TigerVsDragon+1972-76-bThe Good and the Bad [餓虎狂龍] (1972)
AKA Kung Fu-The Invisible Fist, Kung Fu-The Invincible Fist, Tiger Vs Dragon, Death Rivals of Shaolin, Dragon and Tiger Ways

Starring Chan Sing, Yasuaki Kurata, Wong Yuen-San, Gai Yuen, Michael Chan Wai-Man, Chiang Nan, Irene Ryder, Hon Gwok-Choi

Directed by Ng See-Yuen

Expectations: I don’t know anything about this one, but I’m very excited for some reason.

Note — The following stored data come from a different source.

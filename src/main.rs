use axum::{
    extract::{rejection::JsonRejection, Path, Query, State},
    http::StatusCode,
    response::{IntoResponse, Json, Response},
    routing::{get, post},
    Router,
};
use clap::Parser;
use factorec::{init_tracing, AppState, Config, Hyperparameters, Observation, RecommenderError};
use serde::{Deserialize, Serialize};
use std::collections::HashMap;
use tower::ServiceBuilder;
use tower_http::cors::CorsLayer;
use tower_http::trace::TraceLayer;
use tracing::{info, warn};
use uuid::Uuid;

#[derive(Parser, Debug)]
#[command(author, version, about, long_about = None)]
struct Args {
    #[arg(short, long, default_value = "config/default.toml")]
    config: String,

    #[arg(short, long, default_value = "info")]
    log_level: String,

    /// Observations CSV (`member_id,item_id,rating`) to seed the catalog with.
    #[arg(long, requires = "scope")]
    observations: Option<String>,

    /// Scope to seed and restore persisted factors for.
    #[arg(long)]
    scope: Option<String>,
}

#[derive(Debug, Serialize, Deserialize)]
struct ApiResponse<T> {
    success: bool,
    data: Option<T>,
    message: String,
}

impl<T> ApiResponse<T> {
    fn success(data: T) -> Self {
        Self {
            success: true,
            data: Some(data),
            message: "Success".to_string(),
        }
    }

    fn error(message: String) -> Self {
        Self {
            success: false,
            data: None,
            message,
        }
    }
}

struct ApiError(RecommenderError);

impl From<RecommenderError> for ApiError {
    fn from(err: RecommenderError) -> Self {
        Self(err)
    }
}

impl IntoResponse for ApiError {
    fn into_response(self) -> Response {
        let status = match &self.0 {
            RecommenderError::InvalidInput(_) => StatusCode::BAD_REQUEST,
            RecommenderError::NotFound(_) => StatusCode::NOT_FOUND,
            RecommenderError::NotTrained | RecommenderError::EmptyTrainingSet => StatusCode::CONFLICT,
            RecommenderError::InconsistentState(_) | RecommenderError::Io(_) | RecommenderError::Csv(_) => {
                tracing::error!("Request failed: {}", self.0);
                StatusCode::INTERNAL_SERVER_ERROR
            }
        };

        (status, Json(ApiResponse::<()>::error(self.0.to_string()))).into_response()
    }
}

type ApiResult<T> = Result<Json<ApiResponse<T>>, ApiError>;

#[derive(Debug, Deserialize)]
struct RecommendationQuery {
    top_n: Option<usize>,
}

#[derive(Debug, Deserialize)]
struct FeedbackRequest {
    verdict: String,
}

#[derive(Debug, Serialize)]
struct ReloadSummary {
    members: usize,
    items: usize,
    known_ratings: usize,
}

async fn health_check() -> Json<ApiResponse<HashMap<String, String>>> {
    let mut status = HashMap::new();
    status.insert("status".to_string(), "healthy".to_string());
    status.insert("service".to_string(), "factorec".to_string());
    status.insert("version".to_string(), env!("CARGO_PKG_VERSION").to_string());

    Json(ApiResponse::success(status))
}

async fn record_observation(
    State(state): State<AppState>,
    Path(scope): Path<String>,
    Json(observation): Json<Observation>,
) -> ApiResult<String> {
    state.catalog.record(&scope, &observation)?;
    Ok(Json(ApiResponse::success("Observation recorded".to_string())))
}

async fn reload_ratings(State(state): State<AppState>, Path(scope): Path<String>) -> ApiResult<ReloadSummary> {
    let views = state.ratings_store.reload(&scope).await?;
    Ok(Json(ApiResponse::success(ReloadSummary {
        members: views.engagement.members().len(),
        items: views.engagement.items().len(),
        known_ratings: views.known_ratings.len(),
    })))
}

async fn train_model(
    State(state): State<AppState>,
    Path(scope): Path<String>,
    body: Result<Json<Hyperparameters>, JsonRejection>,
) -> ApiResult<factorec::TrainingReport> {
    let hyperparameters = match body {
        Ok(Json(params)) => params,
        // no JSON body at all: train with the configured defaults
        Err(JsonRejection::MissingJsonContentType(_)) => state.config.training.hyperparameters(),
        Err(rejection) => return Err(RecommenderError::invalid_input(rejection.body_text()).into()),
    };
    let report = state.training_service.train(&scope, &hyperparameters).await?;
    Ok(Json(ApiResponse::success(report)))
}

async fn get_recommendations(
    State(state): State<AppState>,
    Path((scope, member_id)): Path<(String, String)>,
    Query(params): Query<RecommendationQuery>,
) -> ApiResult<Vec<factorec::Recommendation>> {
    let top_n = params.top_n.unwrap_or(state.config.recommendation.default_top_n);
    let recommendations = state
        .recommendation_service
        .recommend(&scope, &member_id, top_n)
        .await?;
    state.feedback_recorder.register(&recommendations);
    Ok(Json(ApiResponse::success(recommendations)))
}

async fn get_recommendation(
    State(state): State<AppState>,
    Path(id): Path<Uuid>,
) -> ApiResult<factorec::Recommendation> {
    let recommendation = state
        .feedback_recorder
        .get(&id)
        .ok_or_else(|| RecommenderError::NotFound(format!("recommendation {}", id)))?;
    Ok(Json(ApiResponse::success(recommendation)))
}

async fn record_feedback(
    State(state): State<AppState>,
    Path(id): Path<Uuid>,
    Json(request): Json<FeedbackRequest>,
) -> ApiResult<factorec::Feedback> {
    let feedback = state.feedback_recorder.record_feedback(id, &request.verdict)?;
    Ok(Json(ApiResponse::success(feedback)))
}

fn create_router(state: AppState) -> Router {
    Router::new()
        .route("/health", get(health_check))
        .route("/scopes/:scope/observations", post(record_observation))
        .route("/scopes/:scope/reload", post(reload_ratings))
        .route("/scopes/:scope/train", post(train_model))
        .route(
            "/scopes/:scope/members/:member_id/recommendations",
            get(get_recommendations),
        )
        .route("/recommendations/:id", get(get_recommendation))
        .route("/recommendations/:id/feedback", post(record_feedback))
        .layer(
            ServiceBuilder::new()
                .layer(TraceLayer::new_for_http())
                .layer(CorsLayer::permissive()),
        )
        .with_state(state)
}

#[tokio::main]
async fn main() -> anyhow::Result<()> {
    let args = Args::parse();

    std::env::set_var("RUST_LOG", &args.log_level);
    init_tracing();

    let config = if std::path::Path::new(&args.config).exists() {
        Config::from_file(&args.config)?
    } else {
        info!("Config file not found, using default configuration");
        Config::default()
    };
    info!("Starting factorec server with config: {:?}", config.server);

    let addr = config.server.socket_addr()?;
    let state = AppState::new(config);

    if let Some(scope) = &args.scope {
        if let Some(path) = &args.observations {
            state.catalog.import_csv(scope, std::path::Path::new(path))?;
        }
        if !state.training_service.restore(scope)? {
            warn!("Scope {} has no trained model yet; POST /scopes/{}/train first", scope, scope);
        }
    }

    let app = create_router(state);
    let listener = tokio::net::TcpListener::bind(addr).await?;
    info!("Server listening on {}", addr);

    axum::serve(listener, app).await?;

    Ok(())
}
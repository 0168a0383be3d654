use crate::error::{RecommenderError, Result};
use chrono::{Local, NaiveDate};

pub mod validation;

pub const DEFAULT_CONFIDENCE_SCALE: f64 = 20.0;

/// Ranks `(key, score)` pairs by descending score and keeps the first `n`.
///
/// The sort is stable: equal scores keep their input order. NaN ranks last.
pub fn top_n_by_score<K>(mut scored: Vec<(K, f64)>, n: usize) -> Vec<(K, f64)> {
    scored.sort_by(|a, b| rank_key(b.1).total_cmp(&rank_key(a.1)));
    scored.truncate(n);
    scored
}

fn rank_key(score: f64) -> f64 {
    if score.is_nan() {
        f64::NEG_INFINITY
    } else {
        score
    }
}

/// Linear rescaling of a predicted score. Scores are not bounded by `scale`,
/// so the result can leave `[0, 1]` for large K or learning rates.
pub fn confidence(score: f64, scale: f64) -> f64 {
    score / scale
}

pub fn today() -> NaiveDate {
    Local::now().date_naive()
}

pub async fn run_blocking<T, F>(task: F) -> Result<T>
where
    F: FnOnce() -> Result<T> + Send + 'static,
    T: Send + 'static,
{
    tokio::task::spawn_blocking(task)
        .await
        .map_err(|e| RecommenderError::inconsistent(format!("blocking task failed: {}", e)))?
}
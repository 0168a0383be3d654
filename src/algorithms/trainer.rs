use super::optimizer::{IndexedRating, Sgd};
use super::FactorModel;
use crate::error::{RecommenderError, Result};
use crate::models::{Hyperparameters, KnownRating};
use crate::utils::validation::validate_hyperparameters;
use rayon::prelude::*;
use std::sync::mpsc::Sender;
use tracing::debug;

/// Fitted model plus the regularized error measured after each epoch.
#[derive(Debug, Clone)]
pub struct TrainingOutcome {
    pub model: FactorModel,
    pub error_trace: Vec<f64>,
}

/// Input for one independent training run.
#[derive(Debug, Clone)]
pub struct TrainingJob {
    pub scope: String,
    pub model: FactorModel,
    pub known_ratings: Vec<KnownRating>,
    pub hyperparameters: Hyperparameters,
}

fn resolve_ratings(model: &FactorModel, known_ratings: &[KnownRating]) -> Result<Vec<IndexedRating>> {
    known_ratings
        .iter()
        .map(|known| {
            let item_row = model.item_factors().row_index(&known.item_id).ok_or_else(|| {
                RecommenderError::inconsistent(format!(
                    "rating references item {} which has no factor row",
                    known.item_id
                ))
            })?;
            let member_row = model.member_factors().row_index(&known.member_id).ok_or_else(|| {
                RecommenderError::inconsistent(format!(
                    "rating references member {} which has no factor row",
                    known.member_id
                ))
            })?;
            Ok(IndexedRating {
                item_row,
                member_row,
                rating: known.rating.as_f64(),
            })
        })
        .collect()
}

/// Fits `model` to `known_ratings` with online SGD for a fixed number of epochs.
///
/// Ratings are visited in the given order every epoch, so a fixed order and
/// seed give identical results. All inputs are checked before the first update.
pub fn train(
    mut model: FactorModel,
    known_ratings: &[KnownRating],
    hyperparameters: &Hyperparameters,
) -> Result<TrainingOutcome> {
    validate_hyperparameters(hyperparameters)?;
    if known_ratings.is_empty() {
        return Err(RecommenderError::EmptyTrainingSet);
    }
    if model.factors() != hyperparameters.factors {
        return Err(RecommenderError::inconsistent(format!(
            "model has K={} but training requested K={}",
            model.factors(),
            hyperparameters.factors
        )));
    }

    let ratings = resolve_ratings(&model, known_ratings)?;
    let sgd = Sgd::new(hyperparameters.learning_rate, hyperparameters.regularization);

    let mut error_trace = Vec::with_capacity(hyperparameters.epochs);
    for epoch in 0..hyperparameters.epochs {
        sgd.epoch(&mut model, &ratings);
        let error = sgd.regularized_error(&model, &ratings);
        if !error.is_finite() {
            return Err(RecommenderError::inconsistent(format!(
                "training diverged at epoch {} (error {})",
                epoch + 1,
                error
            )));
        }
        debug!(epoch, error, "completed training epoch");
        error_trace.push(error);
    }

    model.mark_trained();
    Ok(TrainingOutcome { model, error_trace })
}

/// Initializes a model over the given keys and trains it.
pub fn fit(
    items: &[String],
    members: &[String],
    known_ratings: &[KnownRating],
    hyperparameters: &Hyperparameters,
) -> Result<TrainingOutcome> {
    validate_hyperparameters(hyperparameters)?;
    let model = FactorModel::initialize(items, members, hyperparameters.factors, hyperparameters.seed)?;
    train(model, known_ratings, hyperparameters)
}

/// Trains independent jobs in parallel. Each run owns its model; results
/// are delivered to `sink` tagged with the job's scope as they complete.
pub fn train_independent(jobs: Vec<TrainingJob>, sink: Sender<(String, Result<TrainingOutcome>)>) {
    jobs.into_par_iter().for_each_with(sink, |sink, job| {
        let outcome = train(job.model, &job.known_ratings, &job.hyperparameters);
        // A dropped receiver means nobody is collecting anymore.
        let _ = sink.send((job.scope, outcome));
    });
}
use crate::config::Config;
use crate::error::{RecommenderError, Result};
use crate::models::*;
use crate::services::catalog::ObservationSource;
use crate::services::training::ModelRegistry;
use crate::utils::validation::validate_top_n;
use crate::utils::{confidence, today, top_n_by_score};
use std::sync::Arc;
use tracing::{debug, info};
use uuid::Uuid;

pub struct RecommendationService {
    registry: ModelRegistry,
    source: Arc<dyn ObservationSource>,
    config: Arc<Config>,
}

impl RecommendationService {
    pub fn new(registry: ModelRegistry, source: Arc<dyn ObservationSource>, config: Arc<Config>) -> Self {
        Self {
            registry,
            source,
            config,
        }
    }

    /// Ranks every item `member_id` has not engaged with by predicted score
    /// and returns at most `top_n` of them.
    ///
    /// Scores come from the last completed model snapshot of `scope`. Equal
    /// scores keep ascending item-code order.
    pub async fn recommend(&self, scope: &str, member_id: &str, top_n: usize) -> Result<Vec<Recommendation>> {
        validate_top_n(top_n)?;
        let snapshot = self
            .registry
            .get(scope)
            .filter(|snapshot| snapshot.model.is_trained())
            .ok_or(RecommenderError::NotTrained)?;

        let engaged = self.source.engaged_items(scope, member_id).await?;
        let complement: Vec<&String> = snapshot
            .items
            .iter()
            .filter(|item| !engaged.contains(item.as_str()))
            .collect();

        if complement.is_empty() {
            debug!("Member {} in scope {} has engaged with every item", member_id, scope);
            return Ok(Vec::new());
        }

        let scored = complement
            .into_iter()
            .map(|item| Ok((item, snapshot.model.predict(member_id, item)?)))
            .collect::<Result<Vec<_>>>()?;

        let generated_on = today();
        let mut recommendations = Vec::with_capacity(top_n);
        for (item_id, score) in top_n_by_score(scored, top_n) {
            let item = self.source.item_lookup(scope, item_id).await?.ok_or_else(|| {
                RecommenderError::inconsistent(format!("item {} is missing from the catalog", item_id))
            })?;

            recommendations.push(Recommendation {
                id: Uuid::new_v4(),
                scope: scope.to_string(),
                member_id: member_id.to_string(),
                item,
                predicted_score: score,
                confidence: confidence(score, self.config.recommendation.confidence_scale),
                generated_on,
                feedback: None,
            });
        }

        info!(
            "Generated {} recommendations for member {} in scope {}",
            recommendations.len(),
            member_id,
            scope
        );
        Ok(recommendations)
    }
}
// Iconsmith - app/build.rs
//
// The icon build step: read the SVG, render every container size, write the
// ICO, render the reference size, write the PNG. Strictly sequential.
//
// Progress is reported through a caller-supplied callback so the binary can
// print console lines and tests can record the event stream.

use crate::core::container;
use crate::core::model::{BuildPlan, BuildProgress, BuildReport, RasterImage};
use crate::core::raster::Rasterizer;
use crate::core::reference;
use crate::platform::fs;
use crate::util::error::Result;

/// Run the full build described by `plan`.
///
/// Stops at the first failure. An ICO written before a later failure is left
/// on disk; the returned error names the step that failed.
pub fn run_build<R, F>(
    plan: &BuildPlan,
    rasterizer: &R,
    mut on_progress: F,
) -> Result<BuildReport>
where
    R: Rasterizer,
    F: FnMut(BuildProgress),
{
    rasterizer.check_available()?;
    plan.validate()?;

    tracing::info!(
        source = %plan.source_path.display(),
        sizes = ?plan.sizes.as_slice(),
        reference_size = plan.reference_size,
        "Icon build starting"
    );
    on_progress(BuildProgress::Started {
        source: plan.source_path.clone(),
    });

    let svg = fs::read_source(&plan.source_path)?;
    let doc = rasterizer.load(&svg, &plan.source_path)?;
    drop(svg);

    let (width, height) = rasterizer.intrinsic_size(&doc);
    tracing::debug!(width, height, "SVG intrinsic size");
    on_progress(BuildProgress::SourceLoaded { width, height });

    // --- Container ---
    let ico_bytes = {
        let mut frames: Vec<RasterImage> = Vec::with_capacity(plan.sizes.len());
        for &size in plan.sizes.as_slice() {
            frames.push(rasterizer.render(&doc, size)?);
            on_progress(BuildProgress::SizeRendered { size });
        }
        container::encode_ico(&frames, &plan.ico_path)?
    };
    fs::write_output(&plan.ico_path, &ico_bytes)?;
    tracing::info!(
        path = %plan.ico_path.display(),
        bytes = ico_bytes.len(),
        "ICO written"
    );
    on_progress(BuildProgress::ContainerWritten {
        path: plan.ico_path.clone(),
        sizes: plan.sizes.as_slice().to_vec(),
    });

    // --- Reference bitmap ---
    let png_bytes = {
        let raster = rasterizer.render(&doc, plan.reference_size)?;
        reference::encode_png(&raster, &plan.png_path)?
    };
    fs::write_output(&plan.png_path, &png_bytes)?;
    tracing::info!(
        path = %plan.png_path.display(),
        size = plan.reference_size,
        bytes = png_bytes.len(),
        "Reference PNG written"
    );
    on_progress(BuildProgress::ReferenceWritten {
        path: plan.png_path.clone(),
        size: plan.reference_size,
    });

    Ok(BuildReport {
        ico_path: plan.ico_path.clone(),
        ico_sizes: plan.sizes.as_slice().to_vec(),
        ico_bytes: ico_bytes.len(),
        png_path: plan.png_path.clone(),
        png_size: plan.reference_size,
        png_bytes: png_bytes.len(),
    })
}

A bit of context: I’m watching The Good and the Bad and one other (Black List) before I jump back into my chronological Shaw Brothers project and start 1973. (Oooo, it’s so close I can taste it!) These two films were in the Top 10 Hong Kong Box Office for 1972, and I figured they’d add an interesting context to what else was going on in 1972 HK other than Shaw Brothers and Golden Harvest/Bruce Lee films that I’ve already seen. I also plan to do this for all future years as well, but in chrono order along with the Shaw films. There’s actually not too many of these, so it only adds a few films to the series while presumably expanding my view of the time (and hopefully also adding to my enjoyment!). After watching The Good and the Bad, all I can say is, “So far, so good.” It delivered on both entertainment and contextual standpoints, so I am happy with my decision to go ahead and tack these extra films on.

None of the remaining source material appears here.